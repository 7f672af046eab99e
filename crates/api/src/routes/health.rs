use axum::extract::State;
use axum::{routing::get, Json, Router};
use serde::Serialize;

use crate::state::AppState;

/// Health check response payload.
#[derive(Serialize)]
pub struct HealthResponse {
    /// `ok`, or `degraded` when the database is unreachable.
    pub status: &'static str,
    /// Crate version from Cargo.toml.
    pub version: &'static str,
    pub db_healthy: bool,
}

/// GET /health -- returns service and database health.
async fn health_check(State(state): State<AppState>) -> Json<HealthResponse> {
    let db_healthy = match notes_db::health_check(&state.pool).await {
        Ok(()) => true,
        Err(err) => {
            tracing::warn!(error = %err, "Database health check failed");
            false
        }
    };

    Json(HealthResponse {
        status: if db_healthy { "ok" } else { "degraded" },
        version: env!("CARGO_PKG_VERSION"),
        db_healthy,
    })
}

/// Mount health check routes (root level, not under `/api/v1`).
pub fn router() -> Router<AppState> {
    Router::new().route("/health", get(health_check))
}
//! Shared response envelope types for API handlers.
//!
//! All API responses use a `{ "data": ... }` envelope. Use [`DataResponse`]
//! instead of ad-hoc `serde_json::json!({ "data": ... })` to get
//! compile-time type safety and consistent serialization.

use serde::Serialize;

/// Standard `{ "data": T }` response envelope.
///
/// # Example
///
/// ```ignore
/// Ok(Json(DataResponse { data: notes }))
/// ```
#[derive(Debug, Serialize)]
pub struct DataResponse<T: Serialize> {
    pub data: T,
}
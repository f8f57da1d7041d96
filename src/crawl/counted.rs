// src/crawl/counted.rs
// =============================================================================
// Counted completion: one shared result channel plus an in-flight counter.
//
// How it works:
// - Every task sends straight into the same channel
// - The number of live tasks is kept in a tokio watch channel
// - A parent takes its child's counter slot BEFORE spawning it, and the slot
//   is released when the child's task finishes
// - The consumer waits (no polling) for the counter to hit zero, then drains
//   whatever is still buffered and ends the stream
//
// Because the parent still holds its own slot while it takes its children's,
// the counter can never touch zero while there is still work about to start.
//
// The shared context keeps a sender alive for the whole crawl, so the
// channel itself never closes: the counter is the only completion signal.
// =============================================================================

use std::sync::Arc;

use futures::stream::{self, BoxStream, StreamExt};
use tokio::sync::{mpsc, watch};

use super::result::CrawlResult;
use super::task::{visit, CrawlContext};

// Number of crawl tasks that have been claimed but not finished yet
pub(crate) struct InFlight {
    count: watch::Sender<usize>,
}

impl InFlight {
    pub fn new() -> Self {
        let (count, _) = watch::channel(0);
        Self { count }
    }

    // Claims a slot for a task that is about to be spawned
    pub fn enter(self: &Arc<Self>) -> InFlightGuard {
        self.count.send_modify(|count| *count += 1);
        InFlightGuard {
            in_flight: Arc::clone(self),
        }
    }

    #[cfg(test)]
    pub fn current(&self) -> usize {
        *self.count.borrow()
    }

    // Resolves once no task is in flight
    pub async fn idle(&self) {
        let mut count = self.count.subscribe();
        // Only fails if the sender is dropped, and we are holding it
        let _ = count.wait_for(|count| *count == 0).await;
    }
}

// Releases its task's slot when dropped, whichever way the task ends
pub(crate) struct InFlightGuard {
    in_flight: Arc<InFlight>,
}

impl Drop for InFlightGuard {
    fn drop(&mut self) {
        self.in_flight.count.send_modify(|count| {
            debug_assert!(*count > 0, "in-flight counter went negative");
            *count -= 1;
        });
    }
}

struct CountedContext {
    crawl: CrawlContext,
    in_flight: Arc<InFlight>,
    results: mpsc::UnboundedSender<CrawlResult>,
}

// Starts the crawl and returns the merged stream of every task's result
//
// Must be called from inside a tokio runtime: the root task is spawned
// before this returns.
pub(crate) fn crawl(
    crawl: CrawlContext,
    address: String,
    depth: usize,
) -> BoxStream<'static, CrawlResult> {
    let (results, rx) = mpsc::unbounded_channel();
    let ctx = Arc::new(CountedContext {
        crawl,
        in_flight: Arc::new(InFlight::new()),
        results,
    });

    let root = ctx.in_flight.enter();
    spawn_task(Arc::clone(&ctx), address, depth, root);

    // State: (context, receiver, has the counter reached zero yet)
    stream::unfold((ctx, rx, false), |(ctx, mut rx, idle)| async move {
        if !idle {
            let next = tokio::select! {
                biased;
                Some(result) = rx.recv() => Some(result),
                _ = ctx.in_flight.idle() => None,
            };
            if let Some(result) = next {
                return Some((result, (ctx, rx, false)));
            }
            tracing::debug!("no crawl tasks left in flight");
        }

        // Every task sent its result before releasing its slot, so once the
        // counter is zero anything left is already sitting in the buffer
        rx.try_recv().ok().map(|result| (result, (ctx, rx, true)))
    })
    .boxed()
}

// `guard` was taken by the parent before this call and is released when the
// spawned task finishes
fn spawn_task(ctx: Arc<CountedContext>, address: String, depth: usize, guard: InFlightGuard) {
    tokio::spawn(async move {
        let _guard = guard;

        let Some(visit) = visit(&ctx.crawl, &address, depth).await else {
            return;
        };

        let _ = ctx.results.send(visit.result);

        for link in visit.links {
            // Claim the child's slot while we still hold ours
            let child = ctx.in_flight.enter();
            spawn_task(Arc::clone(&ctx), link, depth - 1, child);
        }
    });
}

==========

**Goal of the exercise**
All lines from the listing above that include "BoxStream" should be shown.

**Task solution**
use futures::stream::{self, BoxStream, StreamExt};
) -> BoxStream<'static, CrawlResult> {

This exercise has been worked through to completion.